━━━━━ Given information
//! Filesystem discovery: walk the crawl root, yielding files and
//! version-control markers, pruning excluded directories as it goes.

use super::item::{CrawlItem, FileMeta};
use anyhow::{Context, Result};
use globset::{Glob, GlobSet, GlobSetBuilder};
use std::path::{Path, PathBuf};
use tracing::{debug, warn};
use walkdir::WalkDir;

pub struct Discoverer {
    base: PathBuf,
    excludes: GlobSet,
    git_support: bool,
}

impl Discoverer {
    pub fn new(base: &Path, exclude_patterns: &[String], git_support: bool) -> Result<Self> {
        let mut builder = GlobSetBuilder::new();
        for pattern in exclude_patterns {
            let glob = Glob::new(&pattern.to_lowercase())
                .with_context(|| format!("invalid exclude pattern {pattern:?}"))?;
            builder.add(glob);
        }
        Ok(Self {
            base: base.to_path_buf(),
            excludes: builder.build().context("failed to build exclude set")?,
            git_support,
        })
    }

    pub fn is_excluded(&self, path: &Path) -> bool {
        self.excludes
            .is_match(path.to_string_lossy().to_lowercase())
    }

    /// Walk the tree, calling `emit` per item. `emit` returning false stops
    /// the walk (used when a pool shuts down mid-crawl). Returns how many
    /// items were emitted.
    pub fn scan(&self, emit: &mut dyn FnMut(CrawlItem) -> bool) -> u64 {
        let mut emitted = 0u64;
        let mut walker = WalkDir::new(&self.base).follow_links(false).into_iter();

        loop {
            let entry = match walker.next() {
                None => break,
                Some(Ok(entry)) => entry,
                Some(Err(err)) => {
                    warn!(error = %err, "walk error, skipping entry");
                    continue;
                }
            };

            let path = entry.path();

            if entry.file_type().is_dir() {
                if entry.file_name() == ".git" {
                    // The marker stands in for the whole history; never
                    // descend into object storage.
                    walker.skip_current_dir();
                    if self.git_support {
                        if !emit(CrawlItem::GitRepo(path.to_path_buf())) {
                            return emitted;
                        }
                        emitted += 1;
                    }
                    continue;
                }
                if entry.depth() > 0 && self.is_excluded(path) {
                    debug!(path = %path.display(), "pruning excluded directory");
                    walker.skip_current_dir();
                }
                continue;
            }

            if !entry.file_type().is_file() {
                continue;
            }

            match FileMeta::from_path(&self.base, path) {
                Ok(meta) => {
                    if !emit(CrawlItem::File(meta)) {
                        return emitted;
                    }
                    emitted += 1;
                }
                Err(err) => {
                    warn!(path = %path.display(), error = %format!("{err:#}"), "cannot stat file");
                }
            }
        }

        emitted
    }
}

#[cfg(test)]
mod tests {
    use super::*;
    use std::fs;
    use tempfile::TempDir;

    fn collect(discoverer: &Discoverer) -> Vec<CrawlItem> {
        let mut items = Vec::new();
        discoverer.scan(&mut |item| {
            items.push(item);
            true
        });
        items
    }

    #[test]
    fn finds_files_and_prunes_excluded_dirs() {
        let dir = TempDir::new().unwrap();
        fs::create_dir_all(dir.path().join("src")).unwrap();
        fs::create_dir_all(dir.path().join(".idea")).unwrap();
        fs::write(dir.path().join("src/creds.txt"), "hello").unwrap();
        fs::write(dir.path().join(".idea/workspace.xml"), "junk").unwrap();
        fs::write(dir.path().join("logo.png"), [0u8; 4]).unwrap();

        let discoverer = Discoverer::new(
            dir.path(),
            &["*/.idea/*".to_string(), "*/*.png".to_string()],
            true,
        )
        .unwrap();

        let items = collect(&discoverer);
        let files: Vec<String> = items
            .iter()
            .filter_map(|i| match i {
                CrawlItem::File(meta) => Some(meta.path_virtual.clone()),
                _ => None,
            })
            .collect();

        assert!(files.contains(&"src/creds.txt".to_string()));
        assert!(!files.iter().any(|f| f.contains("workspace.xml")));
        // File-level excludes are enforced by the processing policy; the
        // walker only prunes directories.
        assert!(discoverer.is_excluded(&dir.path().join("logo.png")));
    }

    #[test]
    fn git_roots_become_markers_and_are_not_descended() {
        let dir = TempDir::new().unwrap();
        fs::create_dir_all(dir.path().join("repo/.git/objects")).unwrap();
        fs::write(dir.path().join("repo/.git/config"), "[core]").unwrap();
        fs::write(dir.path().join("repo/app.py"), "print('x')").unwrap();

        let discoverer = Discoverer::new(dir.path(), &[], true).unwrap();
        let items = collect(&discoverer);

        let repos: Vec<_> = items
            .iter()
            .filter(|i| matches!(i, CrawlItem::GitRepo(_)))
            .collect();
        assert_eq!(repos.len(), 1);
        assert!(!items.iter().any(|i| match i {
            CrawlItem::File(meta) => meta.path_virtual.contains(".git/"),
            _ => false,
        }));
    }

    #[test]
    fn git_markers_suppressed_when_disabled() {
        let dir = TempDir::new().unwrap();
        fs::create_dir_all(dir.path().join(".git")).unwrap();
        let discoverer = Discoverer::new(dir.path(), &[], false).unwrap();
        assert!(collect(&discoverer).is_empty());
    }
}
━━━━━━━━━━
| Task goal |
A single figure must be given: how many lines of the records above include the string "display".

| Answer box |
2